#### Exercise details
Your answer should repeat every line of the records below in which the word "kind" appears.

#### Data

⁂

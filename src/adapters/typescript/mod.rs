//! Tree-sitter backed TypeScript/TSX syntax adapter.

pub mod rewrite;

use crate::domain::call::CallSite;
use crate::domain::detector::split_callee;
use crate::domain::ports::CallSiteExtractor;
use anyhow::{Context, Result, anyhow, bail};
use std::path::Path;
use tree_sitter::{Language, Node, Parser, Tree};

/// TSX grammar for `.tsx`, plain TypeScript for everything else.
pub fn language_for(file: &str) -> Language {
    let is_tsx = Path::new(file)
        .extension()
        .and_then(|e| e.to_str())
        .is_some_and(|e| e.eq_ignore_ascii_case("tsx"));
    if is_tsx {
        tree_sitter_typescript::LANGUAGE_TSX.into()
    } else {
        tree_sitter_typescript::LANGUAGE_TYPESCRIPT.into()
    }
}

/// Parse a module. A tree containing syntax errors counts as a parse failure.
pub fn parse_module(source: &str, file: &str) -> Result<Tree> {
    let mut parser = Parser::new();
    parser
        .set_language(&language_for(file))
        .context("Failed to load TypeScript grammar")?;
    let tree = parser
        .parse(source, None)
        .ok_or_else(|| anyhow!("Parser produced no tree for {file}"))?;
    if tree.root_node().has_error() {
        bail!("Syntax errors in {file}");
    }
    Ok(tree)
}

pub(crate) fn node_text<'s>(node: &Node<'_>, source: &'s str) -> &'s str {
    node.utf8_text(source.as_bytes()).unwrap_or("")
}

/// 1-based line of the node's first character.
pub(crate) fn start_line(node: &Node<'_>) -> u32 {
    node.start_position().row as u32 + 1
}

/// Visit every `call_expression` in pre-order, i.e. in order of appearance,
/// outer calls before the calls nested in their arguments.
pub(crate) fn for_each_call<'t>(root: Node<'t>, mut visit: impl FnMut(Node<'t>)) {
    let mut cursor = root.walk();
    loop {
        let node = cursor.node();
        if node.kind() == "call_expression" {
            visit(node);
        }
        if cursor.goto_first_child() {
            continue;
        }
        loop {
            if cursor.goto_next_sibling() {
                break;
            }
            if !cursor.goto_parent() {
                return;
            }
        }
    }
}

/// Dotted segments of a call's callee text, root first.
pub(crate) fn callee_chain(call: &Node<'_>, source: &str) -> Option<Vec<String>> {
    let callee = call.child_by_field_name("function")?;
    if !matches!(
        callee.kind(),
        "member_expression" | "identifier" | "non_null_expression"
    ) {
        return None;
    }
    split_callee(node_text(&callee, source))
}

/// Terminal name of a `receiver.name(...)` call and whether the receiver is
/// itself a property or index access. `None` for any other callee shape.
pub(crate) fn member_callee<'s>(call: &Node<'_>, source: &'s str) -> Option<(&'s str, bool)> {
    let callee = call.child_by_field_name("function")?;
    if callee.kind() != "member_expression" {
        return None;
    }
    let property = callee.child_by_field_name("property")?;
    if property.kind() != "property_identifier" {
        return None;
    }
    let mut receiver = callee.child_by_field_name("object")?;
    while receiver.kind() == "non_null_expression" {
        receiver = receiver.named_child(0)?;
    }
    let receiver_is_member = matches!(receiver.kind(), "member_expression" | "subscript_expression");
    Some((node_text(&property, source), receiver_is_member))
}

/// Call-site extractor over tree-sitter-typescript.
#[derive(Debug, Default, Clone, Copy)]
pub struct TypeScriptExtractor;

impl TypeScriptExtractor {
    pub fn new() -> Self {
        Self
    }
}

impl CallSiteExtractor for TypeScriptExtractor {
    fn call_sites(&self, source: &str, file: &str) -> Result<Vec<CallSite>> {
        let tree = parse_module(source, file)?;
        let mut sites = Vec::new();
        for_each_call(tree.root_node(), |call| {
            if let Some(chain) = callee_chain(&call, source) {
                sites.push(CallSite::new(chain, file, start_line(&call)));
            }
        });
        Ok(sites)
    }
}

#[cfg(test)]
mod tests {
    use super::*;

    #[test]
    fn test_call_sites_in_source_order() {
        let src = r#"
const a = api.user.get.useQuery({ id: 1 });
function f() {
  return trpc.post.list.query(api.inner.query());
}
foo();
"#;
        let sites = TypeScriptExtractor.call_sites(src, "x.ts").unwrap();
        let chains: Vec<String> = sites.iter().map(|s| s.callee_chain.join(".")).collect();
        assert_eq!(
            chains,
            vec![
                "api.user.get.useQuery",
                "trpc.post.list.query",
                "api.inner.query",
                "foo"
            ]
        );
        assert_eq!(sites[0].line, 2);
        assert_eq!(sites[1].line, 4);
        assert_eq!(sites[0].terminal_method, "useQuery");
    }

    #[test]
    fn test_tsx_grammar_for_tsx_files() {
        let src = r#"'use client';
export function C() {
  const q = api.hello.useQuery({ text: "x" });
  return <div>{q.data}</div>;
}
"#;
        let sites = TypeScriptExtractor.call_sites(src, "C.tsx").unwrap();
        assert_eq!(sites.len(), 1);
        assert_eq!(sites[0].line, 3);
    }

    #[test]
    fn test_chains_through_calls_and_computed_access() {
        let src = "api.useUtils().post.list.invalidate();\napi.post[\"byId\"].useQuery();\n";
        let sites = TypeScriptExtractor.call_sites(src, "x.ts").unwrap();
        let chains: Vec<String> = sites.iter().map(|s| s.callee_chain.join("|")).collect();
        assert_eq!(
            chains,
            vec![
                "api|useUtils()|post|list|invalidate",
                "api|useUtils",
                "api|post[\"byId\"]|useQuery",
            ]
        );
        assert_eq!(sites[0].terminal_method, "invalidate");
        assert_eq!(sites[2].line, 2);
    }

    #[test]
    fn test_member_callee_shapes() {
        let src = "a.b.query(); x.query(); a.b().c.prefetch(); a[\"b\"].useQuery(); a.b[\"query\"](); f();";
        let tree = parse_module(src, "x.ts").unwrap();
        let mut seen = Vec::new();
        for_each_call(tree.root_node(), |call| seen.push(member_callee(&call, src)));
        assert_eq!(
            seen,
            vec![
                Some(("query", true)),
                Some(("query", false)),
                Some(("prefetch", true)),
                Some(("b", false)),
                Some(("useQuery", true)),
                None,
                None,
            ]
        );
    }

    #[test]
    fn test_optional_chain_and_generics() {
        let src = "api?.user.get.useQuery<Foo>();\n";
        let sites = TypeScriptExtractor.call_sites(src, "x.ts").unwrap();
        assert_eq!(sites[0].callee_chain, vec!["api", "user", "get", "useQuery"]);
    }

    #[test]
    fn test_syntax_error_is_parse_failure() {
        assert!(parse_module("const = = ;", "x.ts").is_err());
    }
}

⁂

#### Reply
        if node.kind() == "call_expression" {
        callee.kind(),
    if callee.kind() != "member_expression" {
    if property.kind() != "property_identifier" {
    while receiver.kind() == "non_null_expression" {
    let receiver_is_member = matches!(receiver.kind(), "member_expression" | "subscript_expression");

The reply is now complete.